The remaining of the paper is organised as follows. An overview of our proposed system architecture is described in Section 2. The selection of error control code for implementing the hierarchical FEC is described in Section 3. We will describe our scalable video compression scheme and its application to the proposed hierarchical FEC framework in Section 4 and present experimental results in Section 5. Conclusion and future work are in Section 6.

2. Proposed System Architecture

In a multicast environment, besides bandwidth heterogeneity, different users may experience different packet loss characteristics and may have different degrees of tolerance to latency. For example, in live multicast of a lecture, participants who want to ask questions and interact with the lecturer desire stringent real-time constraints on the video while passive listeners may be willing to sacrifice latency for higher video quality. Because of the high bandwidth required for video traffic, generating a separate stream for every possible set of user requirements and channel loss rate is infeasible. Instead, we wish to cater to different users with varying latency requirements by providing a framework in which each user can individually trade-off latency for quality.

2.1 Video Sources

In our proposed scheme, a scalable video source not only sends video packets to multiple multicast groups as in layered multicast, it also constructs hierarchical FEC layers for the video layers.  Fig.1 illustrates our proposed scheme using 3 layers of video and 2 layers of hierarchical FEC:
 
Fig.1: Timing Diagram of Hierarchical FEC Scheme
 
where GOP-x-y denotes the y-th data layer corresponding to the x-th GOP.  Similarly, FEC-x-y denotes the y-th FEC layer generated for the x-th GOP.

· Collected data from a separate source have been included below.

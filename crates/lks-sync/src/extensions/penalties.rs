//! Penalties extension and the punishment transcoding shared with tasks and
//! verification pictures.

use chrono::Duration;

use lks_schemas::{
    ExtensionConfigDto, ExtensionMode, ExtensionParty, ExtensionSlug, FrequencyParams,
    PenaltiesConfig, Penalty, PilloryPunishmentParams, Punishment, TimeLimitParams,
};

use super::{dto, Extension, ExtensionState};

/// Windows the remote accepts for frequency penalties.
#[derive(Debug, Clone, Copy, PartialEq, Eq, Default)]
pub enum PenaltyTimeLimit {
    #[default]
    Unknown,
    OneDay,
    TwoDays,
    OneWeek,
    OneMonth,
}

impl PenaltyTimeLimit {
    pub fn from_secs(secs: i64) -> Self {
        match secs {
            86400 => PenaltyTimeLimit::OneDay,
            172800 => PenaltyTimeLimit::TwoDays,
            604800 => PenaltyTimeLimit::OneWeek,
            2592000 => PenaltyTimeLimit::OneMonth,
            _ => PenaltyTimeLimit::Unknown,
        }
    }

    pub fn as_secs(&self) -> Option<i64> {
        match self {
            PenaltyTimeLimit::OneDay => Some(86400),
            PenaltyTimeLimit::TwoDays => Some(172800),
            PenaltyTimeLimit::OneWeek => Some(604800),
            PenaltyTimeLimit::OneMonth => Some(2592000),
            PenaltyTimeLimit::Unknown => None,
        }
    }
}

/// What happens when a penalty triggers.
#[derive(Debug, Clone, PartialEq, Eq)]
pub struct PenaltyActions {
    pub freeze: bool,
    pub time_added: Duration,
    pub pillory_duration: Duration,
}

impl Default for PenaltyActions {
    fn default() -> Self {
        Self {
            freeze: false,
            time_added: Duration::zero(),
            pillory_duration: Duration::zero(),
        }
    }
}

impl PenaltyActions {
    pub fn from_punishments(punishments: &[Punishment]) -> Self {
        let mut actions = Self::default();
        for p in punishments {
            match p {
                Punishment::Freeze => actions.freeze = true,
                Punishment::AddTime { duration } => actions.time_added = Duration::seconds(*duration),
                Punishment::Pillory { params } => {
                    actions.pillory_duration = Duration::seconds(params.duration)
                }
                Punishment::Other => {}
            }
        }
        actions
    }

    /// Freeze, then pillory, then added time; zero durations are omitted.
    pub fn to_punishments(&self) -> Vec<Punishment> {
        let mut out = Vec::new();
        if self.freeze {
            out.push(Punishment::Freeze);
        }
        if self.pillory_duration.num_seconds() > 0 {
            out.push(Punishment::Pillory {
                params: PilloryPunishmentParams {
                    duration: self.pillory_duration.num_seconds(),
                },
            });
        }
        if self.time_added.num_seconds() > 0 {
            out.push(Punishment::AddTime {
                duration: self.time_added.num_seconds(),
            });
        }
        out
    }
}

/// "Do `actions_required` actions every `time_limit`".
#[derive(Debug, Clone, Default, PartialEq, Eq)]
pub struct FrequencyPenalty {
    pub actions_required: i32,
    pub time_limit: PenaltyTimeLimit,
    pub penalty: PenaltyActions,
}

impl FrequencyPenalty {
    fn decode(params: &FrequencyParams, punishments: &[Punishment]) -> Self {
        Self {
            actions_required: params.actions,
            time_limit: PenaltyTimeLimit::from_secs(params.frequency),
            penalty: PenaltyActions::from_punishments(punishments),
        }
    }

    /// `None` unless both the count and the window are configured.
    fn encode(&self) -> Option<(FrequencyParams, Vec<Punishment>)> {
        if self.actions_required <= 0 {
            return None;
        }
        let frequency = self.time_limit.as_secs()?;
        Some((
            FrequencyParams {
                actions: self.actions_required,
                frequency,
            },
            self.penalty.to_punishments(),
        ))
    }
}

/// "Finish within `max_time`".
#[derive(Debug, Clone, PartialEq, Eq)]
pub struct TimeLimitPenalty {
    pub max_time: Duration,
    pub penalty: PenaltyActions,
}

impl Default for TimeLimitPenalty {
    fn default() -> Self {
        Self {
            max_time: Duration::zero(),
            penalty: PenaltyActions::default(),
        }
    }
}

impl TimeLimitPenalty {
    fn decode(params: &TimeLimitParams, punishments: &[Punishment]) -> Self {
        Self {
            max_time: Duration::seconds(params.time_limit),
            penalty: PenaltyActions::from_punishments(punishments),
        }
    }

    fn encode(&self) -> Option<(TimeLimitParams, Vec<Punishment>)> {
        let time_limit = self.max_time.num_seconds();
        (time_limit > 0).then(|| (TimeLimitParams { time_limit }, self.penalty.to_punishments()))
    }
}

#[derive(Debug, Clone, PartialEq)]
pub struct Penalties {
    state: ExtensionState,
    dice: FrequencyPenalty,
    hygiene_frequency: FrequencyPenalty,
    hygiene_time_limit: TimeLimitPenalty,
    tasks_frequency: FrequencyPenalty,
    tasks_time_limit: TimeLimitPenalty,
    verification_frequency: FrequencyPenalty,
    wheel_frequency: FrequencyPenalty,
}

impl Penalties {
    pub(crate) fn from_party(party: Option<&ExtensionParty>) -> Self {
        let mut out = Self {
            state: ExtensionState::from_party(party),
            dice: FrequencyPenalty::default(),
            hygiene_frequency: FrequencyPenalty::default(),
            hygiene_time_limit: TimeLimitPenalty::default(),
            tasks_frequency: FrequencyPenalty::default(),
            tasks_time_limit: TimeLimitPenalty::default(),
            verification_frequency: FrequencyPenalty::default(),
            wheel_frequency: FrequencyPenalty::default(),
        };
        let Some(cfg) = party.and_then(|p| p.config_as::<PenaltiesConfig>()) else {
            return out;
        };
        // first entry of each kind wins
        let mut seen = std::collections::HashSet::new();
        for penalty in &cfg.penalties {
            if !seen.insert(std::mem::discriminant(penalty)) {
                continue;
            }
            match penalty {
                Penalty::DiceFrequency { params, punishments } => {
                    out.dice = FrequencyPenalty::decode(params, punishments)
                }
                Penalty::TemporaryOpeningFrequency { params, punishments } => {
                    out.hygiene_frequency = FrequencyPenalty::decode(params, punishments)
                }
                Penalty::TemporaryOpeningTimeLimit { params, punishments } => {
                    out.hygiene_time_limit = TimeLimitPenalty::decode(params, punishments)
                }
                Penalty::TasksFrequency { params, punishments } => {
                    out.tasks_frequency = FrequencyPenalty::decode(params, punishments)
                }
                Penalty::TasksTimeLimit { params, punishments } => {
                    out.tasks_time_limit = TimeLimitPenalty::decode(params, punishments)
                }
                Penalty::VerificationPictureFrequency { params, punishments } => {
                    out.verification_frequency = FrequencyPenalty::decode(params, punishments)
                }
                Penalty::WheelOfFortuneFrequency { params, punishments } => {
                    out.wheel_frequency = FrequencyPenalty::decode(params, punishments)
                }
                Penalty::Other => {}
            }
        }
        out
    }

    pub fn dice(&self) -> &FrequencyPenalty {
        &self.dice
    }

    pub fn dice_mut(&mut self) -> &mut FrequencyPenalty {
        self.state.touch();
        &mut self.dice
    }

    pub fn hygiene_frequency(&self) -> &FrequencyPenalty {
        &self.hygiene_frequency
    }

    pub fn hygiene_frequency_mut(&mut self) -> &mut FrequencyPenalty {
        self.state.touch();
        &mut self.hygiene_frequency
    }

    pub fn hygiene_time_limit(&self) -> &TimeLimitPenalty {
        &self.hygiene_time_limit
    }

    pub fn hygiene_time_limit_mut(&mut self) -> &mut TimeLimitPenalty {
        self.state.touch();
        &mut self.hygiene_time_limit
    }

    pub fn tasks_frequency(&self) -> &FrequencyPenalty {
        &self.tasks_frequency
    }

    pub fn tasks_frequency_mut(&mut self) -> &mut FrequencyPenalty {
        self.state.touch();
        &mut self.tasks_frequency
    }

    pub fn tasks_time_limit(&self) -> &TimeLimitPenalty {
        &self.tasks_time_limit
    }

    pub fn tasks_time_limit_mut(&mut self) -> &mut TimeLimitPenalty {
        self.state.touch();
        &mut self.tasks_time_limit
    }

    pub fn verification_frequency(&self) -> &FrequencyPenalty {
        &self.verification_frequency
    }

    pub fn verification_frequency_mut(&mut self) -> &mut FrequencyPenalty {
        self.state.touch();
        &mut self.verification_frequency
    }

    pub fn wheel_frequency(&self) -> &FrequencyPenalty {
        &self.wheel_frequency
    }

    pub fn wheel_frequency_mut(&mut self) -> &mut FrequencyPenalty {
        self.state.touch();
        &mut self.wheel_frequency
    }

    fn penalties(&self) -> Vec<Penalty> {
        let mut out = Vec::new();
        if let Some((params, punishments)) = self.dice.encode() {
            out.push(Penalty::DiceFrequency { params, punishments });
        }
        if let Some((params, punishments)) = self.hygiene_frequency.encode() {
            out.push(Penalty::TemporaryOpeningFrequency { params, punishments });
        }
        if let Some((params, punishments)) = self.hygiene_time_limit.encode() {
            out.push(Penalty::TemporaryOpeningTimeLimit { params, punishments });
        }
        if let Some((params, punishments)) = self.tasks_frequency.encode() {
            out.push(Penalty::TasksFrequency { params, punishments });
        }
        if let Some((params, punishments)) = self.tasks_time_limit.encode() {
            out.push(Penalty::TasksTimeLimit { params, punishments });
        }
        if let Some((params, punishments)) = self.verification_frequency.encode() {
            out.push(Penalty::VerificationPictureFrequency { params, punishments });
        }
        if let Some((params, punishments)) = self.wheel_frequency.encode() {
            out.push(Penalty::WheelOfFortuneFrequency { params, punishments });
        }
        out
    }
}

impl Extension for Penalties {
    const SLUG: ExtensionSlug = ExtensionSlug::Penalties;

    fn state(&self) -> &ExtensionState {
        &self.state
    }

    fn state_mut(&mut self) -> &mut ExtensionState {
        &mut self.state
    }

    fn to_config(&self) -> ExtensionConfigDto {
        dto(
            Self::SLUG,
            ExtensionMode::Unlimited,
            3600,
            &PenaltiesConfig {
                penalties: self.penalties(),
            },
        )
    }
}

#[cfg(test)]
mod tests {
    use super::*;
    use serde_json::json;

    fn party(config: serde_json::Value) -> ExtensionParty {
        serde_json::from_value(json!({ "_id": "p1", "slug": "penalty", "config": config })).unwrap()
    }

    #[test]
    fn punishments_transcode_in_fixed_order() {
        let actions = PenaltyActions {
            freeze: true,
            time_added: Duration::hours(1),
            pillory_duration: Duration::minutes(30),
        };
        let p = actions.to_punishments();
        assert_eq!(
            p,
            vec![
                Punishment::Freeze,
                Punishment::Pillory {
                    params: PilloryPunishmentParams { duration: 1800 }
                },
                Punishment::AddTime { duration: 3600 },
            ]
        );
        assert_eq!(PenaltyActions::from_punishments(&p), actions);
    }

    #[test]
    fn unknown_window_is_not_emitted() {
        let mut pen = Penalties::from_party(Some(&party(json!({ "penalties": [] }))));
        pen.dice_mut().actions_required = 3;
        assert!(pen.penalties().is_empty());

        pen.dice_mut().time_limit = PenaltyTimeLimit::OneWeek;
        assert_eq!(pen.penalties().len(), 1);
        assert!(pen.is_modified());
    }

    #[test]
    fn decodes_configured_entries() {
        let pen = Penalties::from_party(Some(&party(json!({
            "penalties": [
                { "name": "tasks_time_limit", "params": { "timeLimit": 7200 },
                  "punishments": [ { "name": "add_time", "duration": 600 } ] },
                { "name": "wheel_of_fortune_frequency",
                  "params": { "actions": 2, "frequency": 172800 } }
            ]
        }))));
        assert_eq!(pen.tasks_time_limit().max_time, Duration::hours(2));
        assert_eq!(pen.tasks_time_limit().penalty.time_added, Duration::minutes(10));
        assert_eq!(pen.wheel_frequency().time_limit, PenaltyTimeLimit::TwoDays);
        assert_eq!(pen.penalties().len(), 2);
    }
}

Addresses D1, D2, D3 are used to carry layered video data and addresses R1, R2 are used to carry redundancy packets. All layers of video data corresponding to the same group of pictures (GOP) that are compressed together are transmitted in the same time slot. As a result, users with stringent delay requirements can simply subscribe to D1, and possibly D2 and D3 depending on the bandwidth that is available to them. Users with higher tolerance of latency who are also experiencing packet losses can subscribe to addresses R1 and potentially R2 to obtain redundancy to repair lost packets at the cost of extra delay. The reason for spreading the redundancy layers for the same GOP across different time slots is to achieve interleaving, which is an effective means of combating bursty losses often experienced in the Internet [9]. Fig. 2 summarizes the behavior for different users. We see that FEC packets are only transmitted to branches that lead to subscribers requiring FEC, thereby reducing overall network load.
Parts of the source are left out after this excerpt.